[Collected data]
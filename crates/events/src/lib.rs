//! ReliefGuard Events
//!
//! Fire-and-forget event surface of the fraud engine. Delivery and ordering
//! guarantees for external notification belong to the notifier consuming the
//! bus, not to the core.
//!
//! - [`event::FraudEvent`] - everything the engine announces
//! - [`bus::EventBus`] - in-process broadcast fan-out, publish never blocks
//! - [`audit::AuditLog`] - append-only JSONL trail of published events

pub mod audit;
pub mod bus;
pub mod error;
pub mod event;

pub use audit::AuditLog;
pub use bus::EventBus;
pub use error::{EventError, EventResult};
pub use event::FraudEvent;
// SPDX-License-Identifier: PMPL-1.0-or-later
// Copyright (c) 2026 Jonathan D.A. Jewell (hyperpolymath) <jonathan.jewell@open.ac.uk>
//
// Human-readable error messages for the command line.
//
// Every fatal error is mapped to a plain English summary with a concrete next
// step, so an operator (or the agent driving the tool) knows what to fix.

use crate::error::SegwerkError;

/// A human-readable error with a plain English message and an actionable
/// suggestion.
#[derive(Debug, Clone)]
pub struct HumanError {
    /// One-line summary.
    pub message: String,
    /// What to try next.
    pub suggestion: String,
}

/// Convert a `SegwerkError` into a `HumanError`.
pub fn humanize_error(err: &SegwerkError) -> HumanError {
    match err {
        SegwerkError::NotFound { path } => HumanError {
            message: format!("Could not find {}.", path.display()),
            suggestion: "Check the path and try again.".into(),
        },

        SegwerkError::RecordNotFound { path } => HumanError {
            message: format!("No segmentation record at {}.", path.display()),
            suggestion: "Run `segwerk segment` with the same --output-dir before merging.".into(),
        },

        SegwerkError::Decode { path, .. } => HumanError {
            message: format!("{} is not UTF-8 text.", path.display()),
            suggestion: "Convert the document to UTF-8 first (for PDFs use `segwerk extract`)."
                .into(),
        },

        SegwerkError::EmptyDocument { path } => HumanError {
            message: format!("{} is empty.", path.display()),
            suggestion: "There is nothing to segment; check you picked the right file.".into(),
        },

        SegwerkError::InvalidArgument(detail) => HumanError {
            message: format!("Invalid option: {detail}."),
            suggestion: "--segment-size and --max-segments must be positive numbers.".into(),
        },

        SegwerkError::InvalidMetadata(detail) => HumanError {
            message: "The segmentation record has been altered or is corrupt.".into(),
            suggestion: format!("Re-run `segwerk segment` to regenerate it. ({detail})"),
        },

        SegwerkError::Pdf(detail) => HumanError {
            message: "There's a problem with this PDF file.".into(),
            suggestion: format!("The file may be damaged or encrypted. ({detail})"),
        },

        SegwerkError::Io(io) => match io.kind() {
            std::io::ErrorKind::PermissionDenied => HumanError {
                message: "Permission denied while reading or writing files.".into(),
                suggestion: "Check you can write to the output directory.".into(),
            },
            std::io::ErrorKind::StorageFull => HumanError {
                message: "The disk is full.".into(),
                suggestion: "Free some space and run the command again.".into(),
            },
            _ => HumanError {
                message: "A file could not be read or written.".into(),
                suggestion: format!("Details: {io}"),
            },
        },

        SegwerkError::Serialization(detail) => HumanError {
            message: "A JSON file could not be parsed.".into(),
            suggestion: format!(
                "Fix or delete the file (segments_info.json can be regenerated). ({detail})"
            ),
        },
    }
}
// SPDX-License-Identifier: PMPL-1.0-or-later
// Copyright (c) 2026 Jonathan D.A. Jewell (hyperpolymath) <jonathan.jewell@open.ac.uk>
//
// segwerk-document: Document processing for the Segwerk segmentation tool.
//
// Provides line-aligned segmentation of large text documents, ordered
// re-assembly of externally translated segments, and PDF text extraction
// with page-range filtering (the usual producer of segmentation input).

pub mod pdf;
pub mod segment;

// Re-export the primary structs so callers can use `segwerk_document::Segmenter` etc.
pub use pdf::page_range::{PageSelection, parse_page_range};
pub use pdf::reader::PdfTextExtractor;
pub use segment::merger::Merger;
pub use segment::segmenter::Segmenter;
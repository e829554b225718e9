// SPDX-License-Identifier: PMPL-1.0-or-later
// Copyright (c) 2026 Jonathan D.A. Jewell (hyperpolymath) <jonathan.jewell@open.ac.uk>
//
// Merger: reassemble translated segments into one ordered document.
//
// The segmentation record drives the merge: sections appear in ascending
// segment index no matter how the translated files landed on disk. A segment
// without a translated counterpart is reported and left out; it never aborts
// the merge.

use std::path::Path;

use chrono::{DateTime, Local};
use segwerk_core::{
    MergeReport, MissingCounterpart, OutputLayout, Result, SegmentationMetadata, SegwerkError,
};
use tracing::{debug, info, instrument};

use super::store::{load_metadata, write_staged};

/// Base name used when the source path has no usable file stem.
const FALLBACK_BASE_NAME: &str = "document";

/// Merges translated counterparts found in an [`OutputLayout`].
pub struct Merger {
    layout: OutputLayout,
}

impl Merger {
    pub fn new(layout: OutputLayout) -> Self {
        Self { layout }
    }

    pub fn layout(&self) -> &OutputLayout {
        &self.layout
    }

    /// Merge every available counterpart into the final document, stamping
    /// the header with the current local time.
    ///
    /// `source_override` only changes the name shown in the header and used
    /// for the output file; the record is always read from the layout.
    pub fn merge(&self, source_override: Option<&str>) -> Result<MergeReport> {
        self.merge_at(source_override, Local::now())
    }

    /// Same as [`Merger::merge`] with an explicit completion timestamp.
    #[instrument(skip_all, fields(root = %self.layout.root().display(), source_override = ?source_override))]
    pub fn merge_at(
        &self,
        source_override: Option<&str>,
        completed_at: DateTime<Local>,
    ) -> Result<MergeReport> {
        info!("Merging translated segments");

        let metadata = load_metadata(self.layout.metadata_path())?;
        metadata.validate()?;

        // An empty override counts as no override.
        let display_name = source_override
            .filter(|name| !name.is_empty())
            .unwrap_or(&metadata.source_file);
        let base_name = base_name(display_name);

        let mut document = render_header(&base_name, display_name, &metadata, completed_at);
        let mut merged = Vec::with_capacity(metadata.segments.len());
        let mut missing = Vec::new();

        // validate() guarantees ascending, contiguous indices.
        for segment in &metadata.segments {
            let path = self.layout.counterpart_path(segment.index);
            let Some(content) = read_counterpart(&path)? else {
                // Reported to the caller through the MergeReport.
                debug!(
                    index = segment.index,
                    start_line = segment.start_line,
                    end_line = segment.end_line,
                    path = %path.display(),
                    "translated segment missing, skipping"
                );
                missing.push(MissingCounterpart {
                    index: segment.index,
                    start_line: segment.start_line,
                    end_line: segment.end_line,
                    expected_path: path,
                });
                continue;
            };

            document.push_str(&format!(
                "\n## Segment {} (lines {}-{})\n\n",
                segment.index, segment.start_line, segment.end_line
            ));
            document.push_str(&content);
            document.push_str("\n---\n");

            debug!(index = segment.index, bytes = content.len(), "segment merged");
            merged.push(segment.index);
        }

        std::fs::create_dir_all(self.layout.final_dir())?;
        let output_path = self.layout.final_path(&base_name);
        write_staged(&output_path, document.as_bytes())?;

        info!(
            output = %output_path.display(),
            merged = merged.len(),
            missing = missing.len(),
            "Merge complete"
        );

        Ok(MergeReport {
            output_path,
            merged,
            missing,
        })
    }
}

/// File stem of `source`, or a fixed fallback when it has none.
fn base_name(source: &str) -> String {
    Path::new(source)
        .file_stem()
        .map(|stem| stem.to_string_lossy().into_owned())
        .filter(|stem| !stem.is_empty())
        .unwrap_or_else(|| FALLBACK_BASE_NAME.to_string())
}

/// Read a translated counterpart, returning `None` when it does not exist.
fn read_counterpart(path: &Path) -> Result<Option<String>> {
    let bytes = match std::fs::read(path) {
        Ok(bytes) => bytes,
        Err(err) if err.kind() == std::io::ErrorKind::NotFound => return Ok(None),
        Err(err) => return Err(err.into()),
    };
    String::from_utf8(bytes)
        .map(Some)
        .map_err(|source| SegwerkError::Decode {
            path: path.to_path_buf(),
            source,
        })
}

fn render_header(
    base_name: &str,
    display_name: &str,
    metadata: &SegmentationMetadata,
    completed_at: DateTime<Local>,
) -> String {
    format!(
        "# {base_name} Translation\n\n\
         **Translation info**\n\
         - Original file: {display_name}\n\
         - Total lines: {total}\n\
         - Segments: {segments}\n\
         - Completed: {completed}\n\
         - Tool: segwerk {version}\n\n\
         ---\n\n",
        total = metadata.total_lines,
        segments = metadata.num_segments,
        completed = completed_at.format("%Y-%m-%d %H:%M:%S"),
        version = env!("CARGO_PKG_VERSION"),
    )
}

» **Task description**: In the records above, find each line that mentions the string "never", then copy it.

» **Exercise response**:
//! - [`bus::EventBus`] - in-process broadcast fan-out, publish never blocks
// without a translated counterpart is reported and left out; it never aborts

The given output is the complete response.